La Chronique Agora

Propriétaires fonciers, tremblez !

Vous êtes en plein dans le collimateur de Bercy…

Alors que l’économie russe est en train de s’effondrer (ce qui valut à Vladimir Poutine une réélection, où il n’a obtenu que 87% des suffrages – 13% des électeurs ont bien compris que rien ne va plus dans ce pays), Bruno Le Maire publie un nouveau bouquin en forme de cri d’alarme face aux vents contraires qui soufflent de toutes parts.

Il s’intitule La Voie française… Ah oui, dans cet ouvrage, il n’est pas question de l’état alarmant de la Russie (qui renoue avec des scores électoraux « soviétiques », notre phrase d’introduction est évidemment à prendre au second degré).

Notre ministre/écrivain déclare vouloir alerter les 27 Etats membres de l’Union européenne qui, sans lui, n’auraient rien vu venir. Et de s’interroger : « Qui sont nos concurrents ? »

Une Chine de plus en plus interventionniste, qui construit chaque année deux centrales nucléaires, ouvre quarante fabriques de semi-conducteurs, réalise des milliers de kilomètres de voies ferrées à grande vitesse, assemble plus de 30 millions de véhicules électriques – le tout avec des commandes publiques massives et des soutiens financiers considérables ?

Des Etats-Unis de plus en plus protectionnistes, qui offrent à tout industriel qui s’installe sur son sol des crédits d’impôt massifs financés par l’Inflation Reduction Act, et des prix de l’énergie cassés ?

Et il nous délivre, en une phrase, cette conclusion d’une éclatante lucidité, qui fige d’admiration tous les économistes, les journalistes et les rédacteurs des Publications Agora… et que je vous livre sans plus attendre : « Economiquement, Chine et Etats-Unis frappent vite et frappent fort. Ils ont compris les défis du temps. Et l’Europe ? »

Eh oui, Bruno résume tout en quelques mots simples et percutants !

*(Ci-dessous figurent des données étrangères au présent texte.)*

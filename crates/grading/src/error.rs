use thiserror::Error;

#[derive(Error, Debug)]
pub enum GradingError {
    #[error("Invalid configuration: {0}")]
    Config(#[from] ConfigError),

    #[error("Image processing error: {0}")]
    ImageProcessing(String),

    #[error("Serialization error: {0}")]
    Serialization(#[from] serde_json::Error),
}

/// Problems found while validating a species configuration.
///
/// All of these are raised at load time; a `SpeciesConfig` that exists has
/// passed every check.
#[derive(Error, Debug, Clone, PartialEq)]
pub enum ConfigError {
    #[error("Missing required key: {0}")]
    MissingKey(&'static str),

    #[error("Size band '{label}' is inverted: min {min} >= max {max}")]
    InvertedBand { label: String, min: f64, max: f64 },

    #[error("Size bands '{first}' and '{second}' overlap")]
    OverlappingBands { first: String, second: String },

    #[error("Color '{color}' has no HSV boxes")]
    EmptyColor { color: String },

    #[error("Hue range of '{color}' is out of bounds: [{min}, {max}] (hue is 0-180)")]
    InvalidHueRange { color: String, min: u8, max: u8 },

    #[error("{channel} range of '{color}' is inverted: [{min}, {max}]")]
    InvalidChannelRange {
        color: String,
        channel: char,
        min: u8,
        max: u8,
    },

    #[error("Rule '{rule}' has an unknown key '{key}'")]
    UnknownRuleKey { rule: &'static str, key: String },

    #[error("Rule '{rule}' references color '{color}' which has no HSV range")]
    UnknownColor { rule: &'static str, color: String },

    #[error("Invalid kernel size for {name}: {value} (must be odd and >= 3)")]
    InvalidKernel { name: &'static str, value: u32 },

    #[error("Invalid parameter: {name} = {value}")]
    InvalidParameter { name: &'static str, value: String },
}

pub type Result<T> = std::result::Result<T, GradingError>;

#[cfg(test)]
mod tests {
    use super::*;

    #[test]
    fn test_config_error_converts_and_displays() {
        let err: GradingError = ConfigError::MissingKey("hsv_ranges").into();
        assert!(matches!(err, GradingError::Config(ConfigError::MissingKey("hsv_ranges"))));
        assert_eq!(
            err.to_string(),
            "Invalid configuration: Missing required key: hsv_ranges"
        );
    }

    #[test]
    fn test_json_errors_surface_as_serialization() {
        let err: GradingError = serde_json::from_str::<u32>("not json").unwrap_err().into();
        assert!(matches!(err, GradingError::Serialization(_)));
    }
}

Et dire que nous nous égarons depuis deux ans dans des théories complotistes et considérations oiseuses comme… Qui a eu l’idée d’infliger à la Russie des sanctions boomerang qui dévastent notre industrie ? Qui a pu faire semblant d’ignorer que les Etats-Unis en tireraient tous les bénéfices ? Qui a fait sauter Nord Stream (permettant aux USA d’exporter massivement leur GNL vers l’Allemagne) ? Comment se fait-il que, malgré cet acte de guerre (ce n’est pas un simple sabotage du point de vue du droit international) contre l’Europe, nos chancelleries restent muettes ? Comment se fait-il que, malgré les sanctions de l’OTAN, le gaz russe continue de transiter par l’Ukraine (gazoducs ni détruits ni sabotés) en direction de la Slovaquie, de la Roumanie, de la Bulgarie ?

Et Bruno pointe avec raison l’interventionnisme de Pékin, les commandes publiques massives – un modèle dirigiste qui n’a heureusement pas le droit de citer en Europe. Il aurait été intéressant qu’il chiffre le coût de ces investissements.

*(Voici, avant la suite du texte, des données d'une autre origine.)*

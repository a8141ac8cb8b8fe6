/// Pairwise Euclidean distances, objects as rows and detections as columns.
#[derive(Debug, Clone, PartialEq)]
pub struct DistanceMatrix {
    rows: usize,
    cols: usize,
    data: Vec<f64>,
}

impl DistanceMatrix {
    pub fn between(objects: &[[f32; 2]], detections: &[[f32; 2]]) -> Self {
        let data = objects
            .iter()
            .flat_map(|o| {
                detections.iter().map(move |d| {
                    let dx = (o[0] - d[0]) as f64;
                    let dy = (o[1] - d[1]) as f64;
                    dx.hypot(dy)
                })
            })
            .collect();
        Self {
            rows: objects.len(),
            cols: detections.len(),
            data,
        }
    }

    pub fn rows(&self) -> usize {
        self.rows
    }

    pub fn cols(&self) -> usize {
        self.cols
    }

    pub fn get(&self, row: usize, col: usize) -> f64 {
        self.data[row * self.cols + col]
    }

    /// `(distance, row, col)` in row-major order
    pub fn entries(&self) -> impl Iterator<Item = (f64, usize, usize)> + '_ {
        self.data
            .iter()
            .enumerate()
            .map(|(i, &d)| (d, i / self.cols, i % self.cols))
    }
}

/// Matches tracked objects (rows) to detections (columns).
pub trait AssignmentStrategy {
    /// Matched `(row, col)` pairs. No row or column appears twice, and no pair
    /// is further apart than `max_distance`.
    fn assign(&self, distances: &DistanceMatrix, max_distance: f64) -> Vec<(usize, usize)>;
}

/// Smallest remaining distance first. Not a globally optimal matching; equal
/// distances resolve in row-major order.
#[derive(Debug, Clone, Copy, Default)]
pub struct GreedyAssignment;

impl AssignmentStrategy for GreedyAssignment {
    fn assign(&self, distances: &DistanceMatrix, max_distance: f64) -> Vec<(usize, usize)> {
        let mut entries: Vec<(f64, usize, usize)> = distances.entries().collect();
        // Stable sort keeps row-major order among ties
        entries.sort_by(|a, b| a.0.total_cmp(&b.0));

        let mut used_rows = vec![false; distances.rows()];
        let mut used_cols = vec![false; distances.cols()];
        let mut pairs = Vec::new();

        for (distance, row, col) in entries {
            if distance > max_distance {
                break;
            }
            if used_rows[row] || used_cols[col] {
                continue;
            }
            used_rows[row] = true;
            used_cols[col] = true;
            pairs.push((row, col));
        }
        pairs
    }
}

#[cfg(test)]
mod tests {
    use super::*;

    #[test]
    fn test_greedy_takes_smallest_first() {
        let objects = [[0.0, 0.0], [10.0, 0.0]];
        let detections = [[9.0, 0.0], [1.0, 0.0]];
        let matrix = DistanceMatrix::between(&objects, &detections);
        assert_eq!(matrix.get(0, 1), 1.0);

        let pairs = GreedyAssignment.assign(&matrix, 50.0);
        assert_eq!(pairs, vec![(0, 1), (1, 0)]);
    }

    #[test]
    fn test_greedy_is_not_optimal() {
        // (0,1) + (1,0) totals 4.5; greedy grabs (0,0) first and ends at 6.5
        let objects = [[0.0, 0.0], [3.0, 0.0]];
        let detections = [[1.0, 0.0], [-2.5, 0.0]];
        let pairs = GreedyAssignment.assign(&DistanceMatrix::between(&objects, &detections), 50.0);
        assert_eq!(pairs, vec![(0, 0), (1, 1)]);
    }

    #[test]
    fn test_ties_resolve_row_major() {
        let objects = [[0.0, 0.0], [0.0, 0.0]];
        let detections = [[3.0, 4.0]];
        let pairs = GreedyAssignment.assign(&DistanceMatrix::between(&objects, &detections), 50.0);
        assert_eq!(pairs, vec![(0, 0)]);
    }

    #[test]
    fn test_cutoff_is_inclusive() {
        let matrix = DistanceMatrix::between(&[[0.0, 0.0]], &[[30.0, 40.0]]);
        assert_eq!(GreedyAssignment.assign(&matrix, 50.0), vec![(0, 0)]);
        assert!(GreedyAssignment.assign(&matrix, 49.9).is_empty());
    }
}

En France par exemple, l’Etat s’est endetté de +900 Mds€ depuis mai 2017, dont +650 Mds€ depuis mars 2020 et la crise du COVID.

Pour presque +1 000 Mds€ d’ici les élections européennes de début juin, combien de nouveaux réacteurs nucléaires en France, combien de milliers de kilomètres de lignes de TGV, combien de barrages hydroélectriques, combien de nouvelles usines de production de semi-conducteurs, combien de nouveaux navires marchands ont été construits ?

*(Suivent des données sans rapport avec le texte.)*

impl InstanceSeparator for WatershedSeparator {
    fn separate(&self, mask: &GrayImage, _frame: &Frame) -> Result<InstanceSet> {
        let (width, height) = mask.dimensions();
        if !mask.pixels().any(|p| p[0] != 0) {
            return Ok(InstanceSet::empty(width, height));
        }

        let dist = Self::distance_map(mask);
        let markers = self.markers(mask, &dist);
        let labels = Self::flood(mask, &dist, markers);

        let mut instances = InstanceSet::from_labels(labels);
        instances.retain(|m| self.area.accepts(m.pixel_count));

        debug!(instances = instances.len(), "Watershed separation");
        Ok(instances)
    }
}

Mais quel incompétent a bien pu occuper le poste de ministre de l’Economie durant ces sept dernières années, pendant lesquels la France s’est désindustrialisée, tandis qu’elle voyait son endettement exploser et ses services publics s’effondrer ? (Le bilan des morts pour cause de non-prise en charge aux urgences est le pire de la Ve République ; il faut six mois pour obtenir un passeport, alors que c’est le demandeur qui fait tout le travail en amont par Internet, l’Etat met parfois 18 mois pour régler ses fournisseurs, etc.)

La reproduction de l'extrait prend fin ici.